Program helps prepare students with disablities for workforce
Published 11:15 pm Thursday, March 30, 2017
As Crystal Smith watches her students perform various tasks around Vaughan Regional Medical Center, she knows they are getting much needed experience to help them transition from high school to the workforce.
Once a week since January, Smith, who is the school’s transition and behavioral specialist, takes a group of 11 students with various disabilities to the hospital as part of a community-based training program.
The students work in different departments, such as the cafeteria, radiology, respiratory and others.
“I want them to know that they can do it. That’s the purpose of it,” Smith said. “A lot of times when they have never had the opportunity, you don’t know what you can do. Now that they have the opportunity they’re here. They’re actually actively doing this work.”
The training, which is part of the school’s transitional services program, is to help students with disabilities get experience to help them get a job once they graduate high school.
“My goal is wherever my students go I want them to gain the skills so they can be a leg up on someone else that has never been in the hospital and never done these jobs,” Smith said. “They’ve had the opportunity to do these jobs, they’ve learned the skills and they will have the opportunity to get a full-time or part-time job.”
Smith’s students have worked at other places during the program like Goodwill and the Salvation Army, but their partnership with Vaughan Regional Medical Center just started this year, and she’s hoping it continues.
“There are a variety of careers here,” Smith said. “So it gives them more opportunities to be able to see that maybe the hospital is not just doctors.
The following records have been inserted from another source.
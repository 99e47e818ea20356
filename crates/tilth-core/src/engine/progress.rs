//! Schedule completion percentage.

use crate::models::{ActivityStatus, Schedule};

/// Percentage of activities completed, rounded half up.
///
/// Skipped activities count toward the total but never as completed. An empty
/// schedule reports 0.
pub fn progress(schedule: &Schedule) -> u8 {
    let mut total = 0;
    let mut completed = 0;
    for activity in schedule.activities() {
        total += 1;
        match activity.status {
            ActivityStatus::Completed => completed += 1,
            ActivityStatus::Pending | ActivityStatus::Skipped => {}
        }
    }
    completion_percentage(completed, total)
}

/// `round(100 * completed / total)`, or 0 when `total` is 0.
///
/// ```rust
/// use tilth_core::engine::completion_percentage;
///
/// assert_eq!(completion_percentage(1, 10), 10);
/// assert_eq!(completion_percentage(1, 8), 13);
/// assert_eq!(completion_percentage(0, 0), 0);
/// ```
pub fn completion_percentage(completed: usize, total: usize) -> u8 {
    if total == 0 {
        return 0;
    }
    let completed = completed.min(total) as u64;
    let total = total as u64;
    ((completed * 200 + total) / (total * 2)) as u8
}
//! Time-relative activity labels.

use std::cmp::Ordering;

use jiff::{civil::Date, Zoned};

use crate::models::{Activity, ActivityStatus, TemporalLabel};

/// Labels an activity relative to `today`.
///
/// Completed and skipped activities keep their label regardless of the date.
/// Pending ones compare calendar days only: earlier is overdue, equal is
/// today, later is upcoming.
///
/// ```rust
/// use jiff::civil::date;
/// use tilth_core::{engine::classify, models::{ActivityStatus, TemporalLabel}};
///
/// let today = date(2024, 3, 10);
/// assert_eq!(classify(ActivityStatus::Pending, date(2024, 3, 9), today), TemporalLabel::Overdue);
/// assert_eq!(classify(ActivityStatus::Skipped, date(2024, 3, 9), today), TemporalLabel::Skipped);
/// ```
pub fn classify(status: ActivityStatus, scheduled_date: Date, today: Date) -> TemporalLabel {
    match status {
        ActivityStatus::Completed => TemporalLabel::Completed,
        ActivityStatus::Skipped => TemporalLabel::Skipped,
        ActivityStatus::Pending => match scheduled_date.cmp(&today) {
            Ordering::Less => TemporalLabel::Overdue,
            Ordering::Equal => TemporalLabel::Today,
            Ordering::Greater => TemporalLabel::Upcoming,
        },
    }
}

/// The current calendar day in the system time zone.
pub fn today() -> Date {
    Zoned::now().date()
}

impl Activity {
    /// Label of this activity as of `today`.
    pub fn label(&self, today: Date) -> TemporalLabel {
        classify(self.status, self.scheduled_date, today)
    }
}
The hospital doesn’t just have nurses, but there are so many other positions that they can do if they apply and know how to do the work.”
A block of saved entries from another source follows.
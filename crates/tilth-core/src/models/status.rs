//! Status enumerations for schedules and activities.

use std::str::FromStr;

use serde::{Deserialize, Serialize};

/// Lifecycle state of a schedule.
#[derive(Debug, Clone, Copy, Serialize, Deserialize, PartialEq, Eq, Hash, Default)]
#[serde(rename_all = "lowercase")]
pub enum ScheduleStatus {
    /// Generated or saved but no activity has been completed yet
    #[default]
    Planning,

    /// Work on the crop is underway
    Active,

    /// Every activity has been completed
    Completed,

    /// Abandoned by the farmer; no further changes are accepted
    Cancelled,
}

impl FromStr for ScheduleStatus {
    type Err = String;

    fn from_str(s: &str) -> Result<Self, Self::Err> {
        match s.to_lowercase().as_str() {
            "planning" => Ok(ScheduleStatus::Planning),
            "active" => Ok(ScheduleStatus::Active),
            "completed" => Ok(ScheduleStatus::Completed),
            "cancelled" | "canceled" => Ok(ScheduleStatus::Cancelled),
            _ => Err(format!("Invalid schedule status: {s}")),
        }
    }
}

impl ScheduleStatus {
    /// Storage and wire representation.
    pub fn as_str(&self) -> &'static str {
        match self {
            ScheduleStatus::Planning => "planning",
            ScheduleStatus::Active => "active",
            ScheduleStatus::Completed => "completed",
            ScheduleStatus::Cancelled => "cancelled",
        }
    }
}

/// Completion state of a single activity.
#[derive(Debug, Clone, Copy, Serialize, Deserialize, PartialEq, Eq, Hash, Default)]
#[serde(rename_all = "lowercase")]
pub enum ActivityStatus {
    /// Not yet done
    #[default]
    Pending,

    /// Marked done by the farmer
    Completed,

    /// Deliberately left out
    Skipped,
}

impl FromStr for ActivityStatus {
    type Err = String;

    fn from_str(s: &str) -> Result<Self, Self::Err> {
        match s.to_lowercase().as_str() {
            "pending" => Ok(ActivityStatus::Pending),
            "completed" | "done" => Ok(ActivityStatus::Completed),
            "skipped" => Ok(ActivityStatus::Skipped),
            _ => Err(format!("Invalid activity status: {s}")),
        }
    }
}

impl ActivityStatus {
    /// Storage and wire representation.
    pub fn as_str(&self) -> &'static str {
        match self {
            ActivityStatus::Pending => "pending",
            ActivityStatus::Completed => "completed",
            ActivityStatus::Skipped => "skipped",
        }
    }

    /// Get status with consistent icon formatting for display.
    ///
    /// # Examples
    ///
    /// ```rust
    /// use tilth_core::models::ActivityStatus;
    ///
    /// assert_eq!(ActivityStatus::Completed.with_icon(), "✓ Completed");
    /// assert_eq!(ActivityStatus::Skipped.with_icon(), "⊘ Skipped");
    /// assert_eq!(ActivityStatus::Pending.with_icon(), "○ Pending");
    /// ```
    pub fn with_icon(&self) -> &'static str {
        match self {
            ActivityStatus::Completed => "✓ Completed",
            ActivityStatus::Skipped => "⊘ Skipped",
            ActivityStatus::Pending => "○ Pending",
        }
    }
}

/// Time-relative label derived from an activity's status and date.
///
/// Never stored: it depends on "today", which moves independently of the
/// activity.
#[derive(Debug, Clone, Copy, Serialize, PartialEq, Eq)]
#[serde(rename_all = "lowercase")]
pub enum TemporalLabel {
    Completed,
    Skipped,
    Overdue,
    Today,
    Upcoming,
}

impl TemporalLabel {
    pub fn as_str(&self) -> &'static str {
        match self {
            TemporalLabel::Completed => "completed",
            TemporalLabel::Skipped => "skipped",
            TemporalLabel::Overdue => "overdue",
            TemporalLabel::Today => "today",
            TemporalLabel::Upcoming => "upcoming",
        }
    }
}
Antonio Simpson was working in the radiology department Thursday, signing people in as they came in for x-rays.
“I like working at the hospital because it has helped me learn a lot, especially life-wise. You can help people if they ever need help,” Simpson said. “It will help me get a job. It helps students that ever want a job. Your background doesn’t matter. It’ll help you out a lot. It’s definitely helped out my life a lot.”
Javonn Harvelle was helping out in the human resources department, where he helps file paperwork, answer calls and other duties.
“We get good experience from it, and it taught me when I first came about it, and I did it, so I got the hang of it now,” Harvelle said. “Anybody out there that says they can’t do it, they can do it. Just put your mind to it.”
That’s the kind of attitude Smith wants this program to teach her students, and it has. She said she could tell on the first day they started working in the hospital.
“The first day on the job, you should have seen their eyes. The confidence they had that they could work,” Smith said with a smile. “I went back and told everybody. Matter-of-fact, I took pictures so they could see and feel what I felt because they were so excited.”
Smith said they work on essential skills in the classroom all the time, so to see the putting those skills to use means a lot to her.
“Seeing them actually come on the job and do the job, I am just very grateful to be able to see them actually walk out with those things we’ve taught,“ she said.
This month is also Transition Awareness Month for Youth and Young Adults with Disabilities, as declared by Alabama Gov. Robert Bentley. Now, Smith said she is hoping to get more businesses in Selma to partner with the transition services program.
“My desire is for other employers in our community that would collaborate and partner with us in able to make more opportunities for our students,” she said.